The Federal Emergency Management Agency awarded a $156 million contract to a one-woman business that was tasked with sending 30 million emergency meals to victims of Hurricane Maria in Puerto Rico.
FEMA granted the contract to Tribute Contracting LLC, owned by Atlanta entrepreneur Tiffany Brown, on Oct. 3. But the contract was terminated by FEMA 20 days later after the company delivered just 50,000 meals—a fraction of what it was supposed to provide, according to documents obtained by Democrats on the House Oversight and Government Reform Committee.
Now, two Democrats on the panel are now asking House Oversight and Government Reform Committee Chairman Trey Gowdy to subpoena FEMA for documents related to the agency’s failure to deliver emergency meals to Puerto Rico.
“It appears that the Trump administration’s response to the hurricanes in Puerto Rico in 2017 suffered from the same flaws as the Bush administration’s response to Hurricane Katrina in 2005,” Reps. Elijah Cummings, D-Md., and Del. Stacey Plaskett, D-V.I., wrote in a letter to Gowdy, R-S.C. “Food is one of the most basic necessities for victims of natural disasters. This need is completely foreseeable—and in fact it was foreseen.”
Brown, Tribute’s only employee, told Oversight and Government Reform Committee staff FEMA awarded her the $156 million contract “because I was able to submit a proposal to supply 30 million meals at the cheapest cost.” She also said she “worked 24 hours a day, seven days a week to try and provide these emergency meals.”
To assist with delivering the 30 million meals, Brown subcontracted with two companies: Cooking With a Star, LLC, and Breedlove Foods Inc.
But according to Cummings and Plaskett, the two companies stopped making the meals when they weren’t paid in a timely manner.
Kendra Robinson, who runs Cooking With a Star, told the New York Times there are 75,000 meals that were prepared for FEMA currently in a warehouse in Atlanta.
Brown was notified her contract with FEMA had been terminated via email on Oct. 19.
“Do not ship another meal.
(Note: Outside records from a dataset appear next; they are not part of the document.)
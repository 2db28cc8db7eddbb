//! The bytecode virtual machine.
//!
//! Frames live on `frames`; every frame owns its instruction pointer and a window of the shared
//! operand stack starting at `stack_base`. Calling a Python function from bytecode pushes a frame
//! and keeps looping in the same `run_frames` invocation. Native code that needs a Python result
//! (a `key=` callback, a dunder called by `==`, a generator resumed by `list()`) re-enters through
//! [`VM::call_sync`], which runs a nested loop that stops when its frame returns.

mod attr;
mod binary;
mod call;
mod class;
mod collections;
mod compare;
mod exceptions;
mod format;
mod generator;
mod import;
mod iter;
mod matching;
mod methods;

use std::rc::Rc;

use ahash::AHashMap;
use indexmap::IndexMap;
use num_bigint::BigInt;
use num_traits::ToPrimitive;
use strum::IntoEnumIterator;

pub(crate) use self::generator::{GenAction, GenResult};
use crate::{
    args::ArgValues,
    builtins::{BuiltinFunction, Builtins, NativeSlot},
    bytecode::{
        code::{Code, Const},
        op::Opcode,
    },
    exception_private::{ExcType, RunError, RunResult, SourceFile},
    expressions::{CmpOperator, Operator},
    heap::{Heap, HeapData, HeapId},
    intern::{Interns, StaticStrings, StringId},
    io::PrintWriter,
    resource::ResourceTracker,
    run::ModuleResolver,
    tracer::{NoopTracer, VmTracer},
    types::{ClassObject, GenState, Module, Type},
    value::Value,
};

/// Fetches a u8 operand from the current frame, advancing its ip.
macro_rules! fetch_u8 {
    ($self:expr) => {{
        let frame = $self.frame_mut();
        let byte = frame.code.bytecode[frame.ip];
        frame.ip += 1;
        byte
    }};
}

/// Fetches a little-endian u16 operand from the current frame.
macro_rules! fetch_u16 {
    ($self:expr) => {{
        let frame = $self.frame_mut();
        let value = u16::from_le_bytes([frame.code.bytecode[frame.ip], frame.code.bytecode[frame.ip + 1]]);
        frame.ip += 2;
        value
    }};
}

/// Fetches a little-endian i16 jump offset from the current frame.
macro_rules! fetch_i16 {
    ($self:expr) => {{
        let frame = $self.frame_mut();
        let value = i16::from_le_bytes([frame.code.bytecode[frame.ip], frame.code.bytecode[frame.ip + 1]]);
        frame.ip += 2;
        value
    }};
}

/// What kind of code a frame runs, and what its return does.
#[derive(Debug, Clone, Copy, PartialEq, Eq)]
pub(crate) enum FrameKind {
    Module,
    Function,
    /// A class body; its namespace becomes the class attributes.
    ClassBody,
    /// `__init__` called while instantiating; returns the instance instead of `None`.
    Init(HeapId),
    /// The body of this generator.
    Generator(HeapId),
}

/// A single function activation record.
#[derive(Debug)]
pub(crate) struct Frame {
    pub code: Rc<Code>,
    pub ip: usize,
    /// Start of the instruction being executed, for tracebacks and exception lookup.
    pub instruction_ip: usize,
    pub stack_base: usize,
    pub locals: Vec<Value>,
    /// Cell variables followed by the closure's free variable cells.
    pub cells: Vec<HeapId>,
    /// Module whose namespace `LoadGlobal` reads.
    pub globals: HeapId,
    /// Namespace of `LoadName`/`StoreName`: the module for module code, the class namespace for
    /// class bodies, `None` for functions.
    pub namespace: Option<HeapId>,
    pub kind: FrameKind,
    /// Match captures waiting for their pattern to succeed.
    pub captures: Vec<Value>,
}

impl Frame {
    /// Heap objects the frame keeps alive.
    pub fn collect_refs(&self, out: &mut Vec<HeapId>) {
        out.extend(self.locals.iter().filter_map(|value| value.ref_id()));
        out.extend(self.cells.iter().copied());
        out.push(self.globals);
        out.extend(self.namespace);
        out.extend(self.captures.iter().filter_map(|value| value.ref_id()));
        if let FrameKind::Init(id) | FrameKind::Generator(id) = self.kind {
            out.push(id);
        }
    }
}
Your contract is terminated,” Carolyn Ward, a FEMA contracting officer, wrote, according to the email obtained by the New York Times. “This is a logistical nightmare.”
Not only had Tribute fallen far short of delivering the millions of meals it was supposed to, but the company also failed to fulfill one aspect of FEMA’s solicitation, which required “self-heating meals.” Brown’s company packaged the food separate from the devices used to heat it, the New York Times reported.
Cummings and Plaskett criticized FEMA not only for awarding the contract to the small company, but also for failing to take note of Tribute’s history with government contracts.
In 2013, for example, the Federal Prison System terminated a $27,029 contract with Tribute for “not delivering” food it was required to.
The following year, the agency “de-obligated” a $57,645 contract with Tribute to provide bakery and cereal products because of the company’s “inability to ship/deliver products.”
Also in 2014, the Government Publishing Office “terminated for default” a contract with Tribute because of its “inability to produce the job per specifications.” Tribute was hired to produce 3,000 tote backs with the Marine Corps logo.
The Government Publishing Office deemed Tribute ineligible for contracts over $30,000 from 2016 to January 2019.
“Clearly, Tribute did not have sufficient financial resources of its own to support this expansive contract,” Cummings and Plaskett wrote. “Based on Tribute’s lack of experience in large-scale disaster relief and its limited financial capacity, FEMA should have raised serious questions about whether the company could meet the contract terms—especially since they concerned such a critical need.”